[[ Records provided, beginning ]]

use crate::error::ClassificationError;
use serde::{Deserialize, Serialize};

/// One qualitative band: a label plus an optional inclusive lower and upper
/// bound. A band with neither bound matches everything.
#[derive(Debug, Clone, Copy, PartialEq, Serialize, Deserialize)]
pub struct ThresholdBand {
    pub label: &'static str,
    pub min: Option<f64>,
    pub max: Option<f64>,
}

impl ThresholdBand {
    /// `value >= min`, no upper bound.
    pub const fn at_least(label: &'static str, min: f64) -> Self {
        Self {
            label,
            min: Some(min),
            max: None,
        }
    }

    /// `value <= max`, no lower bound.
    pub const fn at_most(label: &'static str, max: f64) -> Self {
        Self {
            label,
            min: None,
            max: Some(max),
        }
    }

    /// `min <= value <= max`.
    pub const fn between(label: &'static str, min: f64, max: f64) -> Self {
        Self {
            label,
            min: Some(min),
            max: Some(max),
        }
    }

    /// Inclusive containment check on both ends.
    pub fn contains(&self, value: f64) -> bool {
        if let Some(min) = self.min {
            if value < min {
                return false;
            }
        }
        if let Some(max) = self.max {
            if value > max {
                return false;
            }
        }
        true
    }
}

/// An ordered set of bands for one metric. Declaration order is evaluation
/// order.
#[derive(Debug, Clone, Copy, PartialEq, Serialize)]
pub struct ThresholdTable {
    bands: &'static [ThresholdBand],
}

impl ThresholdTable {
    pub const fn new(bands: &'static [ThresholdBand]) -> Self {
        Self { bands }
    }

    pub fn bands(&self) -> &[ThresholdBand] {
        self.bands
    }

    /// True if `label` belongs to this table's vocabulary.
    pub fn declares(&self, label: &str) -> bool {
        self.bands.iter().any(|b| b.label == label)
    }

    /// Checks that every band is internally consistent (`min <= max`).
    /// Registry startup runs this over all tables so a malformed table is a
    /// configuration error, not a silent misclassification.
    pub fn validate(&self) -> Result<(), ClassificationError> {
        for band in self.bands {
            if let (Some(min), Some(max)) = (band.min, band.max) {
                if min > max {
                    return Err(ClassificationError::InvalidBand {
                        label: band.label,
                        min,
                        max,
                    });
                }
            }
        }
        Ok(())
    }
}

#[cfg(test)]
mod tests {
    use super::*;

    #[test]
    fn bounds_are_inclusive() {
        let band = ThresholdBand::between("good", 1.5, 2.5);
        assert!(band.contains(1.5));
        assert!(band.contains(2.5));
        assert!(!band.contains(1.4999));
        assert!(!band.contains(2.5001));
    }

    #[test]
    fn validate_rejects_inverted_bounds() {
        const BAD: ThresholdTable =
            ThresholdTable::new(&[ThresholdBand::between("broken", 2.0, 1.0)]);
        assert!(BAD.validate().is_err());

        const OK: ThresholdTable =
            ThresholdTable::new(&[ThresholdBand::at_least("fine", 0.0)]);
        assert!(OK.validate().is_ok());
    }
}
use classification::{interpret, ThresholdTable};
use core_types::{MetricCategory, MetricResult};
use rust_decimal::prelude::*;
use rust_decimal::{Decimal, RoundingStrategy};

/// Division that can never produce `NaN` or `Infinity`.
///
/// An absent numerator, an absent denominator, or a zero denominator all mean
/// "cannot compute" and yield `None`.
pub fn safe_div(numerator: Option<f64>, denominator: Option<f64>) -> Option<f64> {
    safe_div_or(numerator, denominator, None)
}

/// `safe_div` with a configurable default for the cannot-compute case.
pub fn safe_div_or(
    numerator: Option<f64>,
    denominator: Option<f64>,
    default: Option<f64>,
) -> Option<f64> {
    match (numerator, denominator) {
        (Some(n), Some(d)) if d != 0.0 => Some(n / d),
        _ => default,
    }
}

/// Half-up rounding at `dp` decimal places, done on the scaled decimal rather
/// than in binary floating point so .5 cases land where a human expects.
pub fn round_to(value: f64, dp: u32) -> f64 {
    Decimal::from_f64(value)
        .map(|d| d.round_dp_with_strategy(dp, RoundingStrategy::MidpointAwayFromZero))
        .and_then(|d| d.to_f64())
        .unwrap_or(value)
}

/// Builds a classified result from an optionally-computed raw value: rounds
/// at `dp`, interprets against `table`, and tags category/subcategory. An
/// absent value becomes the standard insufficient-data result.
pub(crate) fn classified(
    value: Option<f64>,
    dp: u32,
    table: &ThresholdTable,
    category: MetricCategory,
    subcategory: &str,
) -> MetricResult {
    match value {
        Some(raw) => {
            let rounded = round_to(raw, dp);
            MetricResult::computed(rounded, interpret(Some(rounded), table), category, subcategory)
        }
        None => MetricResult::insufficient(category, subcategory),
    }
}

/// Ratio expressed as a percentage of the denominator.
pub(crate) fn pct(numerator: Option<f64>, denominator: Option<f64>) -> Option<f64> {
    safe_div(numerator, denominator).map(|v| v * 100.0)
}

[[ Records provided, end ]]

Aim of the exercise:
Copy out whichever lines of the listing contain the word "cannot".

Answer area:
/// "cannot compute" and yield `None`.
/// `safe_div` with a configurable default for the cannot-compute case.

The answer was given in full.